Governor of Florida, Ron DeSantis, and the Seminole Tribe have signed a historic gaming compact on April 23, paving the way for legal sports betting in the country.
Before the compact can be written into law, it will need to be ratified through the legislature and approved in DC while conforming to Florida’s law. A special session has been scheduled for May 17 to further discuss the compact and the gambling bills that need to be ratified before sports betting can be fully legalized in Florida.
The agreement comes after weeks of difficult talks between the government and the tribe, which was initially entirely uninterested in cooperating with the state. Per the agreement, Seminole Tribe will be running the entire sports-betting industry and getting a large percentage of its revenue.
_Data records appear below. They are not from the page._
//! NES emulator host.
//!
//! Windowed mode runs three threads: the emulation thread owns the
//! machine and paces to ~60 Hz, the audio bridge drains the bounded
//! sample queue into the output device, and the winit thread draws
//! published frames and captures input. Headless mode runs frames for
//! screenshots and recordings.

use std::path::{Path, PathBuf};
use std::process;
use std::sync::atomic::{AtomicBool, Ordering};
use std::sync::mpsc::{self, Receiver};
use std::sync::{Arc, Mutex};
use std::thread;
use std::time::{Duration, Instant};

use machine_nes::timing::FRAME_DURATION;
use machine_nes::{capture, Cartridge, Nes, SampleQueue, SCREEN_HEIGHT, SCREEN_WIDTH};
use winit::event_loop::{ControlFlow, EventLoop};

mod audio;
mod input;
mod video;

use audio::AudioOutput;
use video::App;

/// UI-thread requests handled by the emulation thread at frame
/// boundaries.
pub enum EmuCommand {
    Reset,
    SaveState,
    LoadState,
}

// ---------------------------------------------------------------------------
// CLI argument parsing
// ---------------------------------------------------------------------------

struct CliArgs {
    rom_path: Option<PathBuf>,
    headless: bool,
    frames: u32,
    scale: u32,
    screenshot_path: Option<PathBuf>,
    record_dir: Option<PathBuf>,
}

fn parse_args() -> CliArgs {
    let args: Vec<String> = std::env::args().collect();
    let mut cli = CliArgs {
        rom_path: None,
        headless: false,
        frames: 200,
        scale: 3,
        screenshot_path: None,
        record_dir: None,
    };

    let mut i = 1;
    while i < args.len() {
        match args[i].as_str() {
            "--rom" => {
                i += 1;
                cli.rom_path = args.get(i).map(PathBuf::from);
            }
            "--headless" => cli.headless = true,
            "--frames" => {
                i += 1;
                if let Some(s) = args.get(i) {
                    cli.frames = s.parse().unwrap_or(200);
                }
            }
            "--scale" => {
                i += 1;
                if let Some(s) = args.get(i) {
                    cli.scale = s.parse().unwrap_or(3).clamp(1, 8);
                }
            }
            "--screenshot" => {
                i += 1;
                cli.screenshot_path = args.get(i).map(PathBuf::from);
            }
            "--record" => {
                i += 1;
                cli.record_dir = args.get(i).map(PathBuf::from);
            }
            "--help" | "-h" => {
                eprintln!("Usage: nes-runner --rom <file.nes> [OPTIONS]");
                eprintln!();
                eprintln!("Options:");
                eprintln!("  --rom <file>         iNES ROM file (.nes)");
                eprintln!("  --headless           Run without a window");
                eprintln!("  --frames <n>         Frames to run headless [default: 200]");
                eprintln!("  --scale <n>          Window scale factor [default: 3]");
                eprintln!("  --screenshot <file>  Save a PNG screenshot (headless)");
                eprintln!("  --record <dir>       Record frames to directory (headless)");
                eprintln!();
                eprintln!("Keys: arrows + Z/X + Enter/RShift, F2 reset,");
                eprintln!("      F5 save state, F8 load state, Esc quit.");
                process::exit(0);
            }
            other => {
                eprintln!("Unknown argument: {other}");
                process::exit(1);
            }
        }
        i += 1;
    }

    cli
}

fn make_nes(cli: &CliArgs) -> (Nes, PathBuf) {
    let rom_path = cli.rom_path.clone().unwrap_or_else(|| {
        eprintln!("No ROM file specified. Use --rom <file.nes>");
        process::exit(1);
    });

    let rom_data = match std::fs::read(&rom_path) {
        Ok(data) => data,
        Err(err) => {
            eprintln!("Failed to read {}: {err}", rom_path.display());
            process::exit(1);
        }
    };

    let cartridge = match Cartridge::from_ines(&rom_data) {
        Ok(cart) => cart,
        Err(err) => {
            eprintln!("Failed to load {}: {err}", rom_path.display());
            process::exit(1);
        }
    };

    let mut nes = Nes::new();
    nes.insert_cartridge(cartridge);
    eprintln!("Loaded ROM: {}", rom_path.display());
    (nes, rom_path)
}

// ---------------------------------------------------------------------------
// Headless mode
// ---------------------------------------------------------------------------

fn run_headless(cli: &CliArgs) {
    let (mut nes, _) = make_nes(cli);

    if let Some(ref dir) = cli.record_dir {
        if let Err(err) = capture::record(&mut nes, dir, cli.frames) {
            eprintln!("Record error: {err}");
            process::exit(1);
        }
        return;
    }

    let queue = nes.audio_queue();
    for _ in 0..cli.frames {
        nes.run_frame();
        queue.drain();
    }

    if let Some(ref path) = cli.screenshot_path {
        if let Err(err) = capture::save_screenshot(&nes, path) {
            eprintln!("Screenshot error: {err}");
            process::exit(1);
        }
        eprintln!("Screenshot saved to {}", path.display());
    }
}

// ---------------------------------------------------------------------------
// Emulation thread
// ---------------------------------------------------------------------------

fn state_file_for(rom_path: &Path) -> PathBuf {
    rom_path.with_extension("state")
}

fn handle_command(nes: &mut Nes, state_path: &Path, command: EmuCommand) {
    match command {
        EmuCommand::Reset => nes.reset(),
        EmuCommand::SaveState => match std::fs::write(state_path, nes.save_state()) {
            Ok(()) => eprintln!("State saved to {}", state_path.display()),
            Err(err) => eprintln!("State save failed: {err}"),
        },
        EmuCommand::LoadState => match std::fs::read(state_path) {
            Ok(data) => match nes.load_state(&data) {
                Ok(()) => eprintln!("State loaded from {}", state_path.display()),
                Err(err) => eprintln!("State load failed: {err}"),
            },
            Err(err) => eprintln!("State load failed: {err}"),
        },
    }
}

/// Frame loop: run, publish, pace. Checks the stop flag once per frame
/// and shuts the audio queue down on the way out so every waiter wakes.
fn emulation_loop(
    mut nes: Nes,
    shared_frame: Arc<Mutex<Vec<u32>>>,
    commands: Receiver<EmuCommand>,
    stop: Arc<AtomicBool>,
    state_path: PathBuf,
    audio_active: bool,
) {
    let queue = nes.audio_queue();
    while !stop.load(Ordering::Relaxed) {
        while let Ok(command) = commands.try_recv() {
            handle_command(&mut nes, &state_path, command);
        }

        let frame_start = Instant::now();
        nes.run_frame();
        if !audio_active {
            queue.drain();
        }

        {
            let mut shared = shared_frame.lock().unwrap();
            shared.copy_from_slice(nes.framebuffer());
        }

        let elapsed = frame_start.elapsed();
        if elapsed < FRAME_DURATION {
            thread::sleep(FRAME_DURATION - elapsed);
        }
    }
    queue.shutdown();
}

/// Join with a bounded wait so a wedged thread cannot hang shutdown.
fn join_with_timeout(handle: thread::JoinHandle<()>, timeout: Duration, name: &str) {
    let deadline = Instant::now() + timeout;
    while !handle.is_finished() && Instant::now() < deadline {
        thread::sleep(Duration::from_millis(10));
    }
    if handle.is_finished() {
        let _ = handle.join();
    } else {
        eprintln!("{name} thread did not stop in time; detaching");
    }
}

// ---------------------------------------------------------------------------
// Windowed mode
// ---------------------------------------------------------------------------

fn run_windowed(cli: &CliArgs) {
    let (nes, rom_path) = make_nes(cli);

    let shared_frame = Arc::new(Mutex::new(vec![
        0u32;
        (SCREEN_WIDTH * SCREEN_HEIGHT) as usize
    ]));
    let stop = Arc::new(AtomicBool::new(false));
    let (command_tx, command_rx) = mpsc::channel();
    let pad = nes.pad_handle(0);
    let zapper = nes.zapper_handle();
    let queue: Arc<SampleQueue> = nes.audio_queue();

    let audio = AudioOutput::start(Arc::clone(&queue));
    if audio.is_none() {
        eprintln!("Warning: no audio device available, sound disabled");
    }
    let audio_active = audio.is_some();

    let emu_thread = {
        let shared_frame = Arc::clone(&shared_frame);
        let stop = Arc::clone(&stop);
        let state_path = state_file_for(&rom_path);
        thread::spawn(move || {
            emulation_loop(nes, shared_frame, command_rx, stop, state_path, audio_active);
        })
    };

    let title = format!(
        "NES - {}",
        rom_path.file_name().map_or_else(
            || "unknown".to_string(),
            |name| name.to_string_lossy().into_owned()
        )
    );
    let mut app = App::new(
        title,
        cli.scale,
        shared_frame,
        pad,
        zapper,
        command_tx,
        Arc::clone(&stop),
    );

    let event_loop = match EventLoop::new() {
        Ok(event_loop) => event_loop,
        Err(err) => {
            eprintln!("Failed to create event loop: {err}");
            process::exit(1);
        }
    };
    event_loop.set_control_flow(ControlFlow::Poll);
    if let Err(err) = event_loop.run_app(&mut app) {
        eprintln!("Event loop error: {err}");
    }

    // Window closed: stop the emulation thread, which shuts the audio
    // queue down and releases the bridge thread.
    stop.store(true, Ordering::Relaxed);
    join_with_timeout(emu_thread, Duration::from_secs(2), "emulation");
    if let Some((_output, bridge)) = audio {
        join_with_timeout(bridge, Duration::from_secs(2), "audio");
    }
}

fn main() {
    let cli = parse_args();
    if cli.headless {
        run_headless(&cli);
    } else {
        run_windowed(&cli);
    }
}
In return, the proposed 30-year deal will see Florida taking between $500-$600 million from the tribe per year.
Despite the promising start, several legal issues still need to be resolved before Florida can become one of the largest betting markets in the US. For starters, sports betting needs to be adequately legalized. There is also the matter of online and mobile betting to consider. The compact allows for sports-betting operations beyond tribal territory by considering them performed wherever the servers – rather than the players – are located.
Finally, the compact covers historical horse-racing machines, designated player games, and other agreements unrelated to sports betting. At the same time, the existing commercial pari-mutuel operators (which operate card rooms and slot machines in the state) have not been able to have a say in the matter so far.
It is also unclear whether other betting skins will be available or if the Seminole Tribe will get a complete stranglehold on the state’s new legal sports-betting market. According to Miami Herald, pari-mutuel operators will get the option to offer on-site sports betting, but we will have to wait for the official legislation to see how things pan out.
The legislative session will end on April 30, and the budget proposal must be completed by April 27, at which point we’ll have a much clearer idea about the future of sports betting in Florida.